┌──

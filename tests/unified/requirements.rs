//! runOnRequirements, skipReason and the configured skip lists

use crate::common::*;
use bson::doc;
use serde_json::json;
use tempfile::TempDir;
use unified_core::{ServerVersion, TopologyKind};
use unified_driver::memory::DeploymentConfig;
use unified_runner::{RunnerConfig, TestOutcome};

fn noop(description: &str) -> serde_json::Value {
    json!({ "description": description, "operations": [] })
}

#[test]
fn unmet_file_requirements_skip_the_file() {
    let fx = Fixture::new();
    let report = fx
        .run(json!({
            "description": "future",
            "schemaVersion": "1.0",
            "runOnRequirements": [{ "minServerVersion": "99.0" }],
            "tests": [noop("never runs")]
        }))
        .unwrap();
    assert_eq!(report.skipped.as_deref(), Some("no runOnRequirements met"));
    assert!(report.tests.is_empty());
}

#[test]
fn any_met_requirement_is_enough() {
    let fx = Fixture::new();
    let report = fx
        .run(json!({
            "description": "either",
            "schemaVersion": "1.0",
            "runOnRequirements": [
                { "topologies": ["single"] },
                { "topologies": ["replicaset"], "maxServerVersion": "7.0" }
            ],
            "tests": [noop("runs")]
        }))
        .unwrap();
    assert!(report.skipped.is_none());
    assert_eq!(report.outcome("runs"), Some(&TestOutcome::Passed));
}

#[test]
fn unmet_test_requirements_skip_only_that_test() {
    let fx = Fixture::with(
        DeploymentConfig::new(ServerVersion::new(4, 4, 1), TopologyKind::Sharded),
        RunnerConfig::default(),
    );
    let report = fx
        .run(json!({
            "description": "mixed",
            "schemaVersion": "1.0",
            "tests": [
                {
                    "description": "needs 5.0",
                    "runOnRequirements": [{ "minServerVersion": "5.0" }],
                    "operations": []
                },
                {
                    "description": "sharded only",
                    "runOnRequirements": [{ "topologies": ["sharded-replicaset"] }],
                    "operations": []
                },
                {
                    "description": "up to 4.4",
                    "runOnRequirements": [{ "maxServerVersion": "4.4" }],
                    "operations": []
                }
            ]
        }))
        .unwrap();
    assert!(report.outcome("needs 5.0").unwrap().is_skipped());
    assert_eq!(report.outcome("sharded only"), Some(&TestOutcome::Passed));
    assert_eq!(report.outcome("up to 4.4"), Some(&TestOutcome::Passed));
}

#[test]
fn server_parameters_and_auth_requirements() {
    let deployment = DeploymentConfig::default()
        .with_server_parameters(doc! { "enableTestCommands": true })
        .with_auth(true);
    let fx = Fixture::with(deployment, RunnerConfig::default());
    let report = fx
        .run(json!({
            "description": "parameters",
            "schemaVersion": "1.2",
            "tests": [
                {
                    "description": "test commands",
                    "runOnRequirements": [{ "serverParameters": { "enableTestCommands": true } }],
                    "operations": []
                },
                {
                    "description": "no auth",
                    "runOnRequirements": [{ "auth": false }],
                    "operations": []
                },
                {
                    "description": "not serverless",
                    "runOnRequirements": [{ "serverless": "forbid" }],
                    "operations": []
                }
            ]
        }))
        .unwrap();
    assert_eq!(report.outcome("test commands"), Some(&TestOutcome::Passed));
    assert!(report.outcome("no auth").unwrap().is_skipped());
    assert_eq!(report.outcome("not serverless"), Some(&TestOutcome::Passed));
}

#[test]
fn skip_reason_skips_the_test() {
    let fx = Fixture::new();
    let report = fx
        .run(json!({
            "description": "skips",
            "schemaVersion": "1.0",
            "tests": [{
                "description": "broken",
                "skipReason": "DRIVERS-0000 not implemented",
                "operations": [{ "name": "frobnicate", "object": "testRunner" }]
            }]
        }))
        .unwrap();
    assert_eq!(
        report.outcome("broken"),
        Some(&TestOutcome::Skipped {
            reason: "DRIVERS-0000 not implemented".into()
        })
    );
}

#[test]
fn configured_skip_lists() {
    let config = RunnerConfig {
        skip_files: vec!["skipped file".into()],
        skip_tests: vec!["skipped test".into()],
        ..RunnerConfig::default()
    };
    let fx = Fixture::with(DeploymentConfig::default(), config);

    let report = fx
        .run(json!({
            "description": "kept file",
            "schemaVersion": "1.0",
            "tests": [noop("skipped test"), noop("kept test")]
        }))
        .unwrap();
    assert!(report.outcome("skipped test").unwrap().is_skipped());
    assert_eq!(report.outcome("kept test"), Some(&TestOutcome::Passed));

    let report = fx
        .run(json!({
            "description": "skipped file",
            "schemaVersion": "1.0",
            "tests": [noop("anything")]
        }))
        .unwrap();
    assert_eq!(report.skipped.as_deref(), Some("skipped by configuration"));
}

#[test]
fn run_path_skips_by_file_stem() {
    let dir = TempDir::new().unwrap();
    let path = dir.path().join("change-streams.json");
    std::fs::write(
        &path,
        json!({
            "description": "change streams",
            "schemaVersion": "1.0",
            "tests": [noop("anything")]
        })
        .to_string(),
    )
    .unwrap();

    let fx = Fixture::new();
    assert_eq!(fx.runner.run_path(&path).unwrap().passed(), 1);

    let config = RunnerConfig {
        skip_files: vec!["change-streams".into()],
        ..RunnerConfig::default()
    };
    let fx = Fixture::with(DeploymentConfig::default(), config);
    let report = fx.runner.run_path(&path).unwrap();
    assert_eq!(report.description, "change streams");
    assert!(report.skipped.is_some());
}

└──

## AIM OF THE EXERCISE
Show every line of the entries above where the word "maxServerVersion" occurs.

## WRITTEN RESPONSE
                { "topologies": ["replicaset"], "maxServerVersion": "7.0" }
                    "runOnRequirements": [{ "maxServerVersion": "4.4" }],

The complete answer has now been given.